Firewalls are nearly always configured to block all incoming traffic that has not been explicitly
requested. Internal web servers are the exception: they must be accessible from the outside. To
allow this, the network administrator configures the Firewall to let through packets destined for port
80 of the IP address of the web server. This operation allows external users to send requests to
connect to the company’s web server in order to access data on that server.
NAT (Network Address Translation)
Network Address Translation is an Internet standard that allows a LAN (Local Area Network) to
use a set of IP addresses for internal traffic and another address (or set of addresses) to connect to
services on an external network (the internet, for example). Devices that implement NAT are
located at boundaries between the LAN and the external network, and their purpose is to provide
translation of IP addresses for all packets that are destined for the external network. Many
organisations use NAT as a security mechanism because it masks the internal IP addresses – if
hackers do not know the IP address of a machine, they cannot attack it and cause disruptions. NAT
also allows a company to use more IP addresses than they might otherwise be allocated. Since these
addresses are only used internally, there is no problem with IP address conflicts with other
organisations.
Problems with Video and Voice Communications on NAT/Firewall Protected Networks
The IP based voice and video protocols like H.323 require that terminals be capable of establishing
audio-video communication channels using IP addresses and data ports. In this situation, a problem
arises: terminals must “listen” for incoming calls to establish IP connections, but the firewall is
generally configured in such a way as not to allow packets past that are not expressly requested.

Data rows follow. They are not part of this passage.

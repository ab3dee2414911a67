use std::collections::BTreeMap;
use std::sync::atomic::{AtomicBool, Ordering};
use std::sync::{Arc, Barrier, Mutex};

use axum::response::Response;
use chrono::{DateTime, Duration, TimeZone, Utc};
use serde_json::Value;

use crate::workflows::recruitment::clock::FixedClock;
use crate::workflows::recruitment::domain::{
    ActivityDomain, ApplicationForm, ApplicationId, ApplicationState, Campaign, CampaignId,
    CampaignState, Criterion, CriterionCode, CriterionId, DocumentRef, DocumentSet, LegalStatus,
    OrganizationProfile,
};
use crate::workflows::recruitment::intake::IntakeGuard;
use crate::workflows::recruitment::repository::{
    ApplicationRecord, Notification, NotificationError, NotificationPublisher,
    RecruitmentRepository, RepositoryError,
};
use crate::workflows::recruitment::service::RecruitmentService;

pub(super) fn now() -> DateTime<Utc> {
    Utc.with_ymd_and_hms(2025, 6, 15, 12, 0, 0)
        .single()
        .expect("valid timestamp")
}

pub(super) fn criterion(id: &str, code: &str, max_score: f64, sequence: i32) -> Criterion {
    Criterion {
        id: CriterionId(id.to_string()),
        name: id.replace('_', " "),
        code: CriterionCode::parse(code),
        max_score,
        sequence,
    }
}

/// Six built-in criteria adding up to 100 points.
pub(super) fn standard_criteria() -> Vec<Criterion> {
    vec![
        criterion("crit-experience", "experience", 20.0, 10),
        criterion("crit-budget", "budget", 20.0, 20),
        criterion("crit-staff", "staff", 15.0, 30),
        criterion("crit-documents", "documents", 15.0, 40),
        criterion("crit-completeness", "completeness", 15.0, 50),
        criterion("crit-domains", "activity_domains", 15.0, 60),
    ]
}

pub(super) fn campaign(id: &str, max_selections: u32, criteria: Vec<Criterion>) -> Campaign {
    Campaign {
        id: CampaignId(id.to_string()),
        name: format!("Partnership round {id}"),
        start_date: now() - Duration::days(30),
        end_date: now() + Duration::days(30),
        max_selections,
        state: CampaignState::Open,
        auto_selection: true,
        criteria,
    }
}

fn document(name: &str) -> DocumentRef {
    DocumentRef {
        file_name: format!("{name}.pdf"),
        storage_key: format!("ngo-docs/{name}.pdf"),
    }
}

/// Fully filled form scoring 79.5 against `standard_criteria`.
pub(super) fn form(name: &str, email: &str) -> ApplicationForm {
    ApplicationForm {
        name: name.to_string(),
        email: email.to_string(),
        phone: Some("+221 33 800 00 00".to_string()),
        website: Some("www.example-ngo.org".to_string()),
        street: Some("12 Rue des Jardins".to_string()),
        city: Some("Dakar".to_string()),
        country: Some("SN".to_string()),
        registration_number: "SN-ASSOC-2014-0042".to_string(),
        legal_status: Some(LegalStatus::Association),
        activity_domains: vec![
            ActivityDomain("education".to_string()),
            ActivityDomain("health".to_string()),
        ],
        main_activities: "Literacy programs and community health outreach".to_string(),
        annual_budget: 750_000.0,
        funding_sources: Some("Membership fees, foundation grants".to_string()),
        staff_count: 30,
        volunteer_count: 25,
        years_experience: 7,
        previous_projects: Some("Rural school kits 2019-2023".to_string()),
        references: Some("Regional education office".to_string()),
        documents: DocumentSet {
            statute: Some(document("statute")),
            registration_certificate: Some(document("certificate")),
            financial_report: None,
        },
    }
}

pub(super) fn profile() -> OrganizationProfile {
    IntakeGuard::new()
        .profile_from_form(form("Sahel Learning Trust", "contact@sahel.example.org"))
        .expect("fixture form is valid")
}

pub(super) fn empty_profile() -> OrganizationProfile {
    OrganizationProfile {
        name: String::new(),
        email: String::new(),
        phone: None,
        website: None,
        street: None,
        city: None,
        country: None,
        registration_number: String::new(),
        legal_status: None,
        activity_domains: Default::default(),
        main_activities: String::new(),
        annual_budget: 0.0,
        funding_sources: None,
        staff_count: 0,
        volunteer_count: 0,
        years_experience: 0,
        previous_projects: None,
        references: None,
        documents: DocumentSet::default(),
    }
}

pub(super) fn submitted_record(id: &str, campaign_id: &str, total_score: f64) -> ApplicationRecord {
    let mut record = ApplicationRecord::draft(
        ApplicationId(id.to_string()),
        CampaignId(campaign_id.to_string()),
        profile(),
    );
    record.state = ApplicationState::Submitted;
    record.submitted_at = Some(now());
    record.total_score = total_score;
    record
}

#[derive(Default)]
pub(super) struct MemoryRepository {
    applications: Mutex<BTreeMap<ApplicationId, ApplicationRecord>>,
    campaigns: Mutex<BTreeMap<CampaignId, Campaign>>,
    fail_commits: AtomicBool,
    listing_gate: Mutex<Option<Arc<ListingGate>>>,
}

/// Parks the next unfiltered application listing until the test releases it.
pub(super) struct ListingGate {
    pub(super) entered: Barrier,
    pub(super) release: Barrier,
}

impl MemoryRepository {
    pub(super) fn with_campaign(campaign: Campaign) -> Self {
        let repository = Self::default();
        repository
            .insert_campaign(campaign)
            .expect("campaign stored");
        repository
    }

    pub(super) fn gate_next_listing(&self) -> Arc<ListingGate> {
        let gate = Arc::new(ListingGate {
            entered: Barrier::new(2),
            release: Barrier::new(2),
        });
        *self.listing_gate.lock().expect("gate mutex poisoned") = Some(gate.clone());
        gate
    }

    pub(super) fn fail_commits(&self) {
        self.fail_commits.store(true, Ordering::SeqCst);
    }

    pub(super) fn application(&self, id: &ApplicationId) -> ApplicationRecord {
        self.fetch_application(id)
            .expect("fetch succeeds")
            .expect("record present")
    }

    pub(super) fn campaign(&self, id: &CampaignId) -> Campaign {
        self.fetch_campaign(id)
            .expect("fetch succeeds")
            .expect("campaign present")
    }
}

impl RecruitmentRepository for MemoryRepository {
    fn insert_application(
        &self,
        record: ApplicationRecord,
    ) -> Result<ApplicationRecord, RepositoryError> {
        let mut guard = self.applications.lock().expect("repository mutex poisoned");
        if guard.contains_key(&record.id) {
            return Err(RepositoryError::Conflict);
        }
        guard.insert(record.id.clone(), record.clone());
        Ok(record)
    }

    fn update_application(&self, record: ApplicationRecord) -> Result<(), RepositoryError> {
        let mut guard = self.applications.lock().expect("repository mutex poisoned");
        guard.insert(record.id.clone(), record);
        Ok(())
    }

    fn fetch_application(
        &self,
        id: &ApplicationId,
    ) -> Result<Option<ApplicationRecord>, RepositoryError> {
        let guard = self.applications.lock().expect("repository mutex poisoned");
        Ok(guard.get(id).cloned())
    }

    fn applications_for_campaign(
        &self,
        campaign_id: &CampaignId,
        state: Option<ApplicationState>,
    ) -> Result<Vec<ApplicationRecord>, RepositoryError> {
        if state.is_none() {
            let gate = self.listing_gate.lock().expect("gate mutex poisoned").take();
            if let Some(gate) = gate {
                gate.entered.wait();
                gate.release.wait();
            }
        }

        let guard = self.applications.lock().expect("repository mutex poisoned");
        Ok(guard
            .values()
            .filter(|record| &record.campaign_id == campaign_id)
            .filter(|record| state.map_or(true, |state| record.state == state))
            .cloned()
            .collect())
    }

    fn insert_campaign(&self, campaign: Campaign) -> Result<Campaign, RepositoryError> {
        let mut guard = self.campaigns.lock().expect("repository mutex poisoned");
        if guard.contains_key(&campaign.id) {
            return Err(RepositoryError::Conflict);
        }
        guard.insert(campaign.id.clone(), campaign.clone());
        Ok(campaign)
    }

    fn update_campaign(&self, campaign: Campaign) -> Result<(), RepositoryError> {
        let mut guard = self.campaigns.lock().expect("repository mutex poisoned");
        guard.insert(campaign.id.clone(), campaign);
        Ok(())
    }

    fn fetch_campaign(&self, id: &CampaignId) -> Result<Option<Campaign>, RepositoryError> {
        let guard = self.campaigns.lock().expect("repository mutex poisoned");
        Ok(guard.get(id).cloned())
    }

    fn campaigns_in_state(&self, state: CampaignState) -> Result<Vec<Campaign>, RepositoryError> {
        let guard = self.campaigns.lock().expect("repository mutex poisoned");
        Ok(guard
            .values()
            .filter(|campaign| campaign.state == state)
            .cloned()
            .collect())
    }

    fn commit_selection(
        &self,
        campaign: Campaign,
        applications: Vec<ApplicationRecord>,
    ) -> Result<(), RepositoryError> {
        if self.fail_commits.load(Ordering::SeqCst) {
            return Err(RepositoryError::Unavailable("commit rejected".to_string()));
        }

        let mut campaigns = self.campaigns.lock().expect("repository mutex poisoned");
        let mut records = self.applications.lock().expect("repository mutex poisoned");
        campaigns.insert(campaign.id.clone(), campaign);
        for record in applications {
            records.insert(record.id.clone(), record);
        }
        Ok(())
    }
}

#[derive(Default)]
pub(super) struct MemoryNotifications {
    events: Mutex<Vec<Notification>>,
}

impl MemoryNotifications {
    pub(super) fn events(&self) -> Vec<Notification> {
        self.events.lock().expect("notification mutex poisoned").clone()
    }
}

impl NotificationPublisher for MemoryNotifications {
    fn publish(&self, notification: Notification) -> Result<(), NotificationError> {
        self.events
            .lock()
            .expect("notification mutex poisoned")
            .push(notification);
        Ok(())
    }
}

pub(super) struct OfflineNotifications;

impl NotificationPublisher for OfflineNotifications {
    fn publish(&self, _notification: Notification) -> Result<(), NotificationError> {
        Err(NotificationError::Transport("smtp relay down".to_string()))
    }
}

pub(super) struct Harness {
    pub(super) service: RecruitmentService<MemoryRepository, MemoryNotifications>,
    pub(super) repository: Arc<MemoryRepository>,
    pub(super) notifications: Arc<MemoryNotifications>,
    pub(super) clock: Arc<FixedClock>,
}

pub(super) fn harness(campaign: Campaign) -> Harness {
    let repository = Arc::new(MemoryRepository::with_campaign(campaign));
    let notifications = Arc::new(MemoryNotifications::default());
    let clock = Arc::new(FixedClock::new(now()));
    let service =
        RecruitmentService::with_clock(repository.clone(), notifications.clone(), clock.clone());

    Harness {
        service,
        repository,
        notifications,
        clock,
    }
}

/// Create and submit an application, returning its id.
pub(super) fn submit_form(harness: &Harness, campaign_id: &str, form: ApplicationForm) -> ApplicationId {
    let draft = harness
        .service
        .create_application(&CampaignId(campaign_id.to_string()), form)
        .expect("draft created");
    harness
        .service
        .submit(&draft.id)
        .expect("submission accepted")
        .id
}

pub(super) async fn read_json_body(response: Response) -> Value {
    let body = axum::body::to_bytes(response.into_body(), 64 * 1024)
        .await
        .expect("read body");
    serde_json::from_slice(&body).expect("json payload")
}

Even if the network administrator left a port open for the terminal to receive notification of a call
(port 1720, designated as a “well-known TCP port”) the video and voice communication protocols
for IP necessitate the opening of other ports in order to receive control messages and open audio
and video channels.
The identities of these additional ports are determined dynamically, not in advance, meaning that
the network administrator would have to open all the firewall ports to allow video and voice
communication, thus virtually disabling the firewall. Network administrators are unlikely to do this
(and wisely so), since it effectively eliminates network security policies.

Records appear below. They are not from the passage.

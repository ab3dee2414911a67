use super::super::domain::OrganizationProfile;

const REQUIRED_WEIGHT: f64 = 2.0;
const IMPORTANT_WEIGHT: f64 = 1.5;
const OPTIONAL_WEIGHT: f64 = 1.0;

const COUNTRY_WEIGHT: f64 = 1.5;
const DOMAINS_WEIGHT: f64 = 2.0;
/// Denominator share of the two relational fields, counted whether or not they are filled.
const RELATIONAL_WEIGHT: f64 = COUNTRY_WEIGHT + DOMAINS_WEIGHT;

fn has_text(value: &str) -> bool {
    !value.trim().is_empty()
}

fn has_optional_text(value: &Option<String>) -> bool {
    value.as_deref().is_some_and(has_text)
}

/// Weighted share of tracked profile fields that carry a value, in `[0, 1]`.
pub(super) fn fill_ratio(profile: &OrganizationProfile) -> f64 {
    let tracked = [
        (has_text(&profile.name), REQUIRED_WEIGHT),
        (has_text(&profile.email), REQUIRED_WEIGHT),
        (has_text(&profile.registration_number), REQUIRED_WEIGHT),
        (has_text(&profile.main_activities), REQUIRED_WEIGHT),
        (profile.years_experience > 0, REQUIRED_WEIGHT),
        (has_optional_text(&profile.phone), IMPORTANT_WEIGHT),
        (has_optional_text(&profile.city), IMPORTANT_WEIGHT),
        (has_optional_text(&profile.funding_sources), IMPORTANT_WEIGHT),
        (has_optional_text(&profile.previous_projects), IMPORTANT_WEIGHT),
        (has_optional_text(&profile.website), OPTIONAL_WEIGHT),
        (has_optional_text(&profile.street), OPTIONAL_WEIGHT),
        (has_optional_text(&profile.references), OPTIONAL_WEIGHT),
    ];

    let mut total_weight = RELATIONAL_WEIGHT;
    let mut filled_weight = 0.0;
    for (filled, weight) in tracked {
        total_weight += weight;
        if filled {
            filled_weight += weight;
        }
    }

    if has_optional_text(&profile.country) {
        filled_weight += COUNTRY_WEIGHT;
    }
    if !profile.activity_domains.is_empty() {
        filled_weight += DOMAINS_WEIGHT;
    }

    filled_weight / total_weight
}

NAT also creates an obstacle for voice and video communications over IP. NAT allows an
organisation to assign private IP addresses to machines on the local network, but routers that control
the flow of data towards the internet can handle only packets with routable addresses or public IP
addresses.
A terminal located behind the NAT device on the LAN can initiate communication with any other
terminal in the same LAN because the IP addresses within the LAN are routable, meaning that it is
possible to have subnets in a company managed by an internal router. This allows the establishment
of audio-video communications on different branches of the subnet.